Was just wondering something. Suppose I have an equation of the form

$\sum_{i=0}^{n}\frac{1}{x_{i}}(a-by_{i})=0$,

how would I solve this? do I just set the summand = 0?

2. Nov 30, 2014

### Staff: Mentor

No. If the terms in the sum can be positive or negative, their sum can be zero without any of them being zero. As a simple example, 2 + (-1) + (-1) = 0, but no single term equals zero.

Last edited: Nov 30, 2014
3. Nov 30, 2014

### Stephen Tashi

What variables are you solving for? What symbols represent known values ?

4. Nov 30, 2014

The real equation I'm dealing with is
$\sum_{i=1}^{n}\frac{1}{\sigma_{i}^{2}}2x(y_{i}-\alpha x -\beta x^{2})=0$

and im trying to solve for alpha and beta but one at a time...

5. Nov 30, 2014

### Stephen Tashi

So it's "$x$" instead of "$x_i$"?`

6. Nov 30, 2014

Yes I wrote it completely differently in the original post as I didnt think I would need to put the actual equation here but I changed my mind, sorry.

There is no summation over $x$, only over the $\sigma_{i}$ and $y_{i}$.

7. Nov 30, 2014

The closest I can get is

$(\alpha x +\beta x^{2})\sum_{i=1}^{n}\frac{1}{\sigma_{i}^{2}}=\sum_{i=1}^{n}\frac{y_{i}}{\sigma_{i}^{2}}$

No idea what to do from here

8. Dec 1, 2014

### Stephen Tashi

That equation doesn't have a unique solution.
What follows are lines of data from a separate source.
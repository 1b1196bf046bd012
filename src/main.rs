#[cfg(not(target_arch = "wasm32"))]
mod native {
    use std::any::Any;
    use std::env;
    use std::fmt;
    use std::panic::{self, AssertUnwindSafe};
    use std::path::PathBuf;
    use std::sync::Arc;

    use anyhow::{anyhow, Context, Result};
    use glam::Vec2;
    use log::info;
    use tokio::runtime::Runtime;
    use winit::dpi::PhysicalSize;
    use winit::event::{ElementState, Event, MouseButton, Touch, WindowEvent};
    use winit::event_loop::{ActiveEventLoop, ControlFlow, EventLoop};
    use winit::window::Window;

    use crystal_viewer::app::{
        crystal_summary, ActiveTouches, TouchGesture, WindowHost, WindowViewport, DEFAULT_API_BASE,
    };
    use crystal_viewer::overlay::LOAD_FAILED_MESSAGE;
    use crystal_viewer::{CrystalClient, CrystalSize, CrystalViewer, ViewerOptions, ViewerStatus};

    type NativeViewer = CrystalViewer<WindowHost, CrystalClient>;

    pub fn main() {
        env_logger::init();
        if let Err(err) = run() {
            eprintln!("Error: {err:?}");
            std::process::exit(1);
        }
    }

    fn run() -> Result<()> {
        let options = CliOptions::parse(env::args().skip(1))?;
        let runtime = tokio::runtime::Builder::new_current_thread()
            .enable_all()
            .build()
            .context("failed to start async runtime")?;

        if options.summary_only {
            return run_summary(&options, &runtime);
        }
        match run_interactive(&options, &runtime) {
            Ok(()) => Ok(()),
            Err(err) if err.downcast_ref::<WindowInitError>().is_some() => {
                eprintln!("{err}. Falling back to --summary-only mode.");
                run_summary(&options, &runtime)
            }
            Err(err) => Err(err),
        }
    }

    fn run_summary(options: &CliOptions, runtime: &Runtime) -> Result<()> {
        let client = CrystalClient::new(options.api_base.clone());
        let descriptor = runtime
            .block_on(client.try_fetch(&options.user_id))
            .with_context(|| format!("unable to load crystal data for user {}", options.user_id))?;
        print!("{}", crystal_summary(&options.user_id, &descriptor));
        Ok(())
    }

    fn run_interactive(options: &CliOptions, runtime: &Runtime) -> Result<()> {
        let default_hook = panic::take_hook();
        panic::set_hook(Box::new(|_| {}));
        let event_loop = panic::catch_unwind(AssertUnwindSafe(EventLoop::new));
        panic::set_hook(default_hook);
        let event_loop = event_loop
            .map_err(|panic| WindowInitError::from_panic("event loop", panic))?
            .map_err(|err| WindowInitError::from_error("event loop", err))?;

        let title = format!("Crystal viewer: user {}", options.user_id);
        let (width, height) = options.viewer.size.dimensions();
        #[allow(deprecated)]
        let window = Arc::new(
            event_loop
                .create_window(
                    Window::default_attributes()
                        .with_title(title.clone())
                        .with_inner_size(PhysicalSize::new(width, height)),
                )
                .map_err(|err| WindowInitError::from_error("window", err))?,
        );
        let size = window.inner_size();
        let viewport = Arc::new(WindowViewport::new(size.width, size.height));
        let host = WindowHost::new(Arc::clone(&window), Arc::clone(&viewport), title);
        let client = CrystalClient::new(options.api_base.clone());
        let mut viewer = CrystalViewer::new(host, options.user_id.clone(), options.viewer, client);

        match runtime.block_on(viewer.init()) {
            ViewerStatus::Ready => {}
            _ if viewer.last_error() == Some(LOAD_FAILED_MESSAGE) => {
                return Err(anyhow!(
                    "unable to load crystal data for user {}",
                    options.user_id
                ));
            }
            _ => {
                return Err(WindowInitError::from_error(
                    "renderer",
                    viewer.last_error().unwrap_or("unknown error"),
                )
                .into());
            }
        }

        let mut app = AppState {
            viewer,
            viewport,
            cursor: Vec2::ZERO,
            touches: ActiveTouches::new(),
        };
        #[allow(deprecated)]
        event_loop
            .run(move |event, elwt| {
                elwt.set_control_flow(ControlFlow::Wait);
                app.process_event(event, elwt);
            })
            .context("event loop failed")?;
        info!("viewer window closed");
        Ok(())
    }

    struct AppState {
        viewer: NativeViewer,
        viewport: Arc<WindowViewport>,
        cursor: Vec2,
        touches: ActiveTouches,
    }

    impl AppState {
        fn process_event(&mut self, event: Event<()>, elwt: &ActiveEventLoop) {
            match event {
                Event::WindowEvent { event, window_id }
                    if window_id == self.viewer.host().window().id() =>
                {
                    self.handle_window_event(event, elwt);
                }
                Event::LoopExiting => self.viewer.destroy(),
                _ => {}
            }
        }

        fn handle_window_event(&mut self, event: WindowEvent, elwt: &ActiveEventLoop) {
            let pointer = self.viewer.host().accepts_pointer();
            match event {
                WindowEvent::CloseRequested => {
                    self.viewer.destroy();
                    elwt.exit();
                }
                WindowEvent::Resized(size) => {
                    self.viewport.update(size.width, size.height);
                    if self.viewer.host().accepts_resize() {
                        self.viewer.on_resize();
                    }
                }
                WindowEvent::RedrawRequested => self.viewer.animate(),
                WindowEvent::CursorMoved { position, .. } => {
                    self.cursor = Vec2::new(position.x as f32, position.y as f32);
                    if pointer {
                        self.viewer.pointer_move(self.cursor);
                    }
                }
                WindowEvent::CursorLeft { .. } if pointer => self.viewer.pointer_leave(),
                WindowEvent::MouseInput {
                    state,
                    button: MouseButton::Left,
                    ..
                } if pointer => match state {
                    ElementState::Pressed => self.viewer.pointer_down(self.cursor),
                    ElementState::Released => self.viewer.pointer_up(),
                },
                WindowEvent::Touch(Touch {
                    id,
                    phase,
                    location,
                    ..
                }) => {
                    let location = Vec2::new(location.x as f32, location.y as f32);
                    let gesture = self.touches.apply(id, phase, location);
                    if !pointer {
                        return;
                    }
                    match gesture {
                        TouchGesture::Start(points) => self.viewer.touch_start(&points),
                        TouchGesture::Move(points) => self.viewer.touch_move(&points),
                        TouchGesture::End => self.viewer.touch_end(),
                    }
                }
                _ => {}
            }
        }
    }

    #[derive(Debug)]
    struct WindowInitError {
        message: String,
    }

    impl WindowInitError {
        fn from_panic(stage: &str, panic: Box<dyn Any + Send>) -> Self {
            Self {
                message: format!("failed to initialize {stage}: {}", panic_message(panic)),
            }
        }

        fn from_error(stage: &str, err: impl fmt::Display) -> Self {
            Self {
                message: format!("failed to initialize {stage}: {err}"),
            }
        }
    }

    impl fmt::Display for WindowInitError {
        fn fmt(&self, f: &mut fmt::Formatter<'_>) -> fmt::Result {
            f.write_str(&self.message)
        }
    }

    impl std::error::Error for WindowInitError {}

    fn panic_message(panic: Box<dyn Any + Send>) -> String {
        match panic.downcast::<String>() {
            Ok(msg) => *msg,
            Err(panic) => match panic.downcast::<&'static str>() {
                Ok(msg) => (*msg).to_string(),
                Err(_) => "unknown panic".into(),
            },
        }
    }

    const USAGE: &str = "Usage: crystal-viewer <user-id> [--api-base URL] [--options FILE.json] \
        [--no-auto-rotate] [--rotation-speed N] [--camera-distance N] [--show-stats] \
        [--size small|medium|large] [--summary-only]";

    #[derive(Debug)]
    pub(super) struct CliOptions {
        pub user_id: String,
        pub api_base: String,
        pub viewer: ViewerOptions,
        pub summary_only: bool,
    }

    impl CliOptions {
        pub(super) fn parse(args: impl IntoIterator<Item = String>) -> Result<Self> {
            let mut args = args.into_iter();
            let mut user_id = None;
            let mut api_base = DEFAULT_API_BASE.to_string();
            let mut options_file: Option<PathBuf> = None;
            let mut auto_rotate = None;
            let mut rotation_speed = None;
            let mut camera_distance = None;
            let mut show_stats = None;
            let mut size: Option<CrystalSize> = None;
            let mut summary_only = false;

            while let Some(arg) = args.next() {
                match arg.as_str() {
                    "--api-base" => api_base = value_of(&mut args, &arg)?,
                    "--options" => options_file = Some(value_of(&mut args, &arg)?.into()),
                    "--no-auto-rotate" => auto_rotate = Some(false),
                    "--rotation-speed" => rotation_speed = Some(number_of(&mut args, &arg)?),
                    "--camera-distance" => camera_distance = Some(number_of(&mut args, &arg)?),
                    "--show-stats" => show_stats = Some(true),
                    "--size" => size = Some(value_of(&mut args, &arg)?.parse()?),
                    "--summary-only" => summary_only = true,
                    other if other.starts_with("--") => {
                        return Err(anyhow!("Unknown argument: {other}. {USAGE}"));
                    }
                    other if user_id.is_none() => user_id = Some(other.to_string()),
                    other => return Err(anyhow!("Unexpected argument: {other}. {USAGE}")),
                }
            }

            let Some(user_id) = user_id else {
                return Err(anyhow!(USAGE));
            };
            let mut viewer = match options_file {
                Some(path) => ViewerOptions::from_json_file(&path)
                    .with_context(|| format!("failed to read options from {}", path.display()))?,
                None => ViewerOptions::default(),
            };
            if let Some(value) = auto_rotate {
                viewer.auto_rotate = value;
            }
            if let Some(value) = rotation_speed {
                viewer.rotation_speed = value;
            }
            if let Some(value) = camera_distance {
                viewer.camera_distance = value;
            }
            if let Some(value) = show_stats {
                viewer.show_stats = value;
            }
            if let Some(value) = size {
                viewer.size = value;
            }

            Ok(Self {
                user_id,
                api_base,
                viewer,
                summary_only,
            })
        }
    }

    fn value_of(args: &mut impl Iterator<Item = String>, flag: &str) -> Result<String> {
        args.next()
            .ok_or_else(|| anyhow!("{flag} expects a value. {USAGE}"))
    }

    fn number_of(args: &mut impl Iterator<Item = String>, flag: &str) -> Result<f32> {
        let value = value_of(args, flag)?;
        value
            .parse::<f32>()
            .ok()
            .filter(|number| number.is_finite())
            .ok_or_else(|| anyhow!("{flag} expects a number, got '{value}'"))
    }
}

#[cfg(not(target_arch = "wasm32"))]
fn main() {
    native::main();
}

#[cfg(target_arch = "wasm32")]
fn main() {}

#[cfg(all(test, not(target_arch = "wasm32")))]
mod tests {
    use super::native::CliOptions;
    use crystal_viewer::CrystalSize;

    fn args(list: &[&str]) -> Vec<String> {
        list.iter().map(|arg| arg.to_string()).collect()
    }

    #[test]
    fn parses_user_and_flags() {
        let options = CliOptions::parse(args(&[
            "42",
            "--api-base",
            "http://example.org",
            "--no-auto-rotate",
            "--rotation-speed",
            "0.02",
            "--size",
            "large",
            "--summary-only",
        ]))
        .expect("valid arguments");
        assert_eq!(options.user_id, "42");
        assert_eq!(options.api_base, "http://example.org");
        assert!(!options.viewer.auto_rotate);
        assert_eq!(options.viewer.rotation_speed, 0.02);
        assert_eq!(options.viewer.size, CrystalSize::Large);
        assert!(options.summary_only);
    }

    #[test]
    fn rejects_missing_user_and_unknown_flags() {
        assert!(CliOptions::parse(args(&[])).is_err());
        assert!(CliOptions::parse(args(&["42", "--spin"])).is_err());
        assert!(CliOptions::parse(args(&["42", "--rotation-speed", "fast"])).is_err());
    }
}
To get a unique solution, you need to know another equation involving $\alpha$ and $\beta$.

Does this equation come from setting a partial derivative equal to zero? If so, perhaps there is another partial derivative that's supposed to be set equal to zero.

9. Dec 1, 2014

Yes you are right - it turns out that the $x$ are also summed in addition to $y_{i},\sigma_{i}$, i had interpreted the situation inocorrectly.